Anaesth Crit Care Pain Med. 2025 Nov 25:101708. Revista: 10.1016/j.accpm.2025.101708. Online ahead of print.
BACKGROUND: Effective postoperative pain control is essential for recovery. Pain has long been considered the «fifth vital sign» in the United States, making its assessment routinely documented. However, data on pain and opioid consumption following robotic-assisted surgeries remain limited despite their widespread adoption. This study evaluated pain scores and opioid consumption in patients undergoing intermediate-risk robotic-assisted abdominal, urological, or gynecological procedures. We hypothesized that pain would be minimal (numerical rating scale (NRS < 4)) and opioid use low (< 5 morphine milligram equivalents (MME) within 24 h post-surgery).

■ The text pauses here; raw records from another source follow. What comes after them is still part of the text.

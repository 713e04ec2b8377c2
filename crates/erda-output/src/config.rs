// Copyright 2023-Present Datadog, Inc. https://www.datadoghq.com/
// SPDX-License-Identifier: Apache-2.0

use std::env;
use std::path::PathBuf;
use std::time::Duration;

use crate::batch::BatchConfig;
use crate::collector::{BasicAuth, RemoteConfig};
use crate::compressor::{CompressionLevel, MAX_COMPRESSION_LEVEL};
use crate::constants;
use crate::errors::ConfigError;

#[derive(Debug, Clone, PartialEq, Eq)]
pub struct OutputConfig {
    pub remote_url: String,
    pub container_path: String,
    pub job_path: String,
    /// Extra request headers, parsed from `k1:v1,k2:v2`.
    pub headers: Vec<(String, String)>,
    pub basic_auth: Option<BasicAuth>,
    pub request_timeout: Duration,
    pub batch_event_limit: usize,
    pub batch_trigger_timeout: Duration,
    /// `usize::MAX` when unbounded (configured as 0).
    pub batch_event_content_limit_bytes: usize,
    /// 0 = unlimited.
    pub batch_net_write_bytes_per_second: u64,
    /// gzip level 1..=9, 0 disables compression.
    pub compress_level: CompressionLevel,
    pub docker_container_root_path: PathBuf,
    pub container_env_include: Vec<String>,
    pub docker_config_sync_interval: Duration,
}

impl Default for OutputConfig {
    fn default() -> Self {
        OutputConfig {
            remote_url: String::new(),
            container_path: constants::DEFAULT_CONTAINER_PATH.to_string(),
            job_path: constants::DEFAULT_JOB_PATH.to_string(),
            headers: Vec::new(),
            basic_auth: None,
            request_timeout: constants::DEFAULT_REQUEST_TIMEOUT,
            batch_event_limit: constants::DEFAULT_BATCH_EVENT_LIMIT,
            batch_trigger_timeout: constants::DEFAULT_BATCH_TRIGGER_TIMEOUT,
            batch_event_content_limit_bytes: usize::MAX,
            batch_net_write_bytes_per_second: 0,
            compress_level: constants::DEFAULT_COMPRESS_LEVEL,
            docker_container_root_path: PathBuf::from(
                constants::DEFAULT_DOCKER_CONTAINER_ROOT_PATH,
            ),
            container_env_include: constants::DEFAULT_CONTAINER_ENV_INCLUDE
                .iter()
                .map(|key| (*key).to_string())
                .collect(),
            docker_config_sync_interval: constants::DEFAULT_DOCKER_CONFIG_SYNC_INTERVAL,
        }
    }
}

impl OutputConfig {
    /// Builds a validated config from `ERDA_*` environment variables,
    /// e.g. `ERDA_REMOTE_URL`, `ERDA_BATCH_EVENT_LIMIT`.
    pub fn from_env() -> Result<Self, ConfigError> {
        Self::from_lookup(|key| {
            env::var(format!("{}{}", constants::ENV_PREFIX, key.to_uppercase())).ok()
        })
    }

    /// Builds a validated config from plugin-style keys (`remote_url`,
    /// `batch_event_limit`, ...). Unset keys keep their defaults.
    pub fn from_lookup<F>(lookup: F) -> Result<Self, ConfigError>
    where
        F: Fn(&str) -> Option<String>,
    {
        let mut config = OutputConfig::default();
        let get = |key: &str| {
            lookup(key)
                .map(|value| value.trim().to_string())
                .filter(|value| !value.is_empty())
        };

        if let Some(url) = get("remote_url") {
            config.remote_url = url;
        }
        if let Some(path) = get("container_path") {
            config.container_path = path;
        }
        if let Some(path) = get("job_path") {
            config.job_path = path;
        }
        if let Some(headers) = get("headers") {
            config.headers = parse_headers(&headers)?;
        }
        if let Some(username) = get("basic_auth_username") {
            config.basic_auth = Some(BasicAuth {
                username,
                password: get("basic_auth_password").unwrap_or_default(),
            });
        }
        if let Some(value) = get("request_timeout") {
            config.request_timeout = parse_duration("request_timeout", &value)?;
        }
        if let Some(value) = get("batch_event_limit") {
            config.batch_event_limit = parse_number("batch_event_limit", &value)?;
        }
        if let Some(value) = get("batch_trigger_timeout") {
            config.batch_trigger_timeout = parse_duration("batch_trigger_timeout", &value)?;
        }
        if let Some(value) = get("batch_event_content_limit_bytes") {
            config.batch_event_content_limit_bytes =
                match parse_number("batch_event_content_limit_bytes", &value)? {
                    0 => usize::MAX,
                    limit => limit,
                };
        }
        if let Some(value) = get("batch_net_write_bytes_per_second") {
            config.batch_net_write_bytes_per_second =
                parse_number("batch_net_write_bytes_per_second", &value)?;
        }
        if let Some(value) = get("compress_level") {
            config.compress_level = parse_number("compress_level", &value)?;
        }
        if let Some(path) = get("docker_container_root_path") {
            config.docker_container_root_path = PathBuf::from(path);
        }
        if let Some(keys) = get("container_env_include") {
            config.container_env_include = keys
                .split(',')
                .map(str::trim)
                .filter(|key| !key.is_empty())
                .map(str::to_string)
                .collect();
        }
        if let Some(value) = get("docker_config_sync_interval") {
            config.docker_config_sync_interval =
                parse_duration("docker_config_sync_interval", &value)?;
        }

        config.validate()?;
        Ok(config)
    }

    pub fn validate(&self) -> Result<(), ConfigError> {
        let url = self.remote_url.trim();
        if url.is_empty() {
            return Err(ConfigError::Invalid {
                field: "remote_url",
                reason: "must be set".to_string(),
            });
        }
        if reqwest::Url::parse(url).is_err() {
            return Err(ConfigError::Invalid {
                field: "remote_url",
                reason: format!("'{url}' is not a valid URL"),
            });
        }
        for (field, path) in [
            ("container_path", &self.container_path),
            ("job_path", &self.job_path),
        ] {
            if !path.starts_with('/') {
                return Err(ConfigError::Invalid {
                    field,
                    reason: format!("'{path}' must start with '/'"),
                });
            }
        }
        if self.request_timeout.is_zero() {
            return Err(ConfigError::Invalid {
                field: "request_timeout",
                reason: "must be greater than 0".to_string(),
            });
        }
        if self.compress_level > MAX_COMPRESSION_LEVEL {
            return Err(ConfigError::Invalid {
                field: "compress_level",
                reason: format!("must be between 0 and {MAX_COMPRESSION_LEVEL}"),
            });
        }
        if self.docker_config_sync_interval.is_zero() {
            return Err(ConfigError::Invalid {
                field: "docker_config_sync_interval",
                reason: "must be greater than 0".to_string(),
            });
        }
        self.container_batch_config().validate()?;
        self.job_batch_config().validate()
    }

    #[must_use]
    pub fn container_batch_config(&self) -> BatchConfig {
        BatchConfig {
            event_limit: self.batch_event_limit,
            trigger_timeout: self.batch_trigger_timeout,
            content_limit_bytes: self.batch_event_content_limit_bytes,
            compression_level: self.compress_level,
        }
    }

    /// Job output is sparse: a quarter of the limits and a short fixed timeout.
    #[must_use]
    pub fn job_batch_config(&self) -> BatchConfig {
        let content_limit_bytes = if self.batch_event_content_limit_bytes == usize::MAX {
            usize::MAX
        } else {
            (self.batch_event_content_limit_bytes / constants::JOB_LIMIT_DIVISOR).max(1)
        };
        BatchConfig {
            event_limit: (self.batch_event_limit / constants::JOB_LIMIT_DIVISOR).max(1),
            trigger_timeout: constants::JOB_BATCH_TRIGGER_TIMEOUT,
            content_limit_bytes,
            compression_level: self.compress_level,
        }
    }

    #[must_use]
    pub fn remote_config(&self) -> RemoteConfig {
        RemoteConfig {
            url: self.remote_url.trim().to_string(),
            container_path: self.container_path.clone(),
            job_path: self.job_path.clone(),
            headers: self.headers.clone(),
            basic_auth: self.basic_auth.clone(),
            request_timeout: self.request_timeout,
            net_write_bytes_per_second: self.batch_net_write_bytes_per_second,
            compressed: self.compress_level > 0,
        }
    }
}

fn parse_number<T>(field: &'static str, value: &str) -> Result<T, ConfigError>
where
    T: std::str::FromStr,
    T::Err: std::fmt::Display,
{
    value.parse::<T>().map_err(|e| ConfigError::Parse {
        field,
        value: value.to_string(),
        reason: e.to_string(),
    })
}

fn parse_duration(field: &'static str, value: &str) -> Result<Duration, ConfigError> {
    humantime::parse_duration(value).map_err(|e| ConfigError::Parse {
        field,
        value: value.to_string(),
        reason: e.to_string(),
    })
}

fn parse_headers(value: &str) -> Result<Vec<(String, String)>, ConfigError> {
    value
        .split(',')
        .map(str::trim)
        .filter(|pair| !pair.is_empty())
        .map(|pair| match pair.split_once(':') {
            Some((key, val)) if !key.trim().is_empty() => {
                Ok((key.trim().to_string(), val.trim().to_string()))
            }
            _ => Err(ConfigError::Parse {
                field: "headers",
                value: pair.to_string(),
                reason: "expected key:value".to_string(),
            }),
        })
        .collect()
}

METHODS: This historical cohort study included consecutive adult patients who underwent intermediate-risk robotic-assisted abdominal, urological, or gynecological surgery between 2013 and 2024. Co-primary endpoints were the maximal NRS and total opioid consumption (MME) at the end of the day of surgery (POD 0). Secondary endpoints included maximal NRS and total MME at the end of postoperative day 1 (POD 1) and the incidence of nausea and vomiting (PONV) in the post-anesthesia care unit.
RESULTS: Among 9,978 cases (57% urological, 34% gynecological, 9% abdominal), median [Q1-Q3] maximal NRS and total MME were 7 [5-8] and 10 mg [4-7] and 8 mg [0-12] on POD 1. PONV occurred in 11% of patients CONCLUSIONS: Contrary to the initial hypothesis, patients undergoing intermediate-risk robotic-assisted procedures experienced higher-than-expected pain scores and moderate opioid consumption on the day of surgery, emphasizing the need to optimize multimodal analgesic strategies for robotic surgery in our center.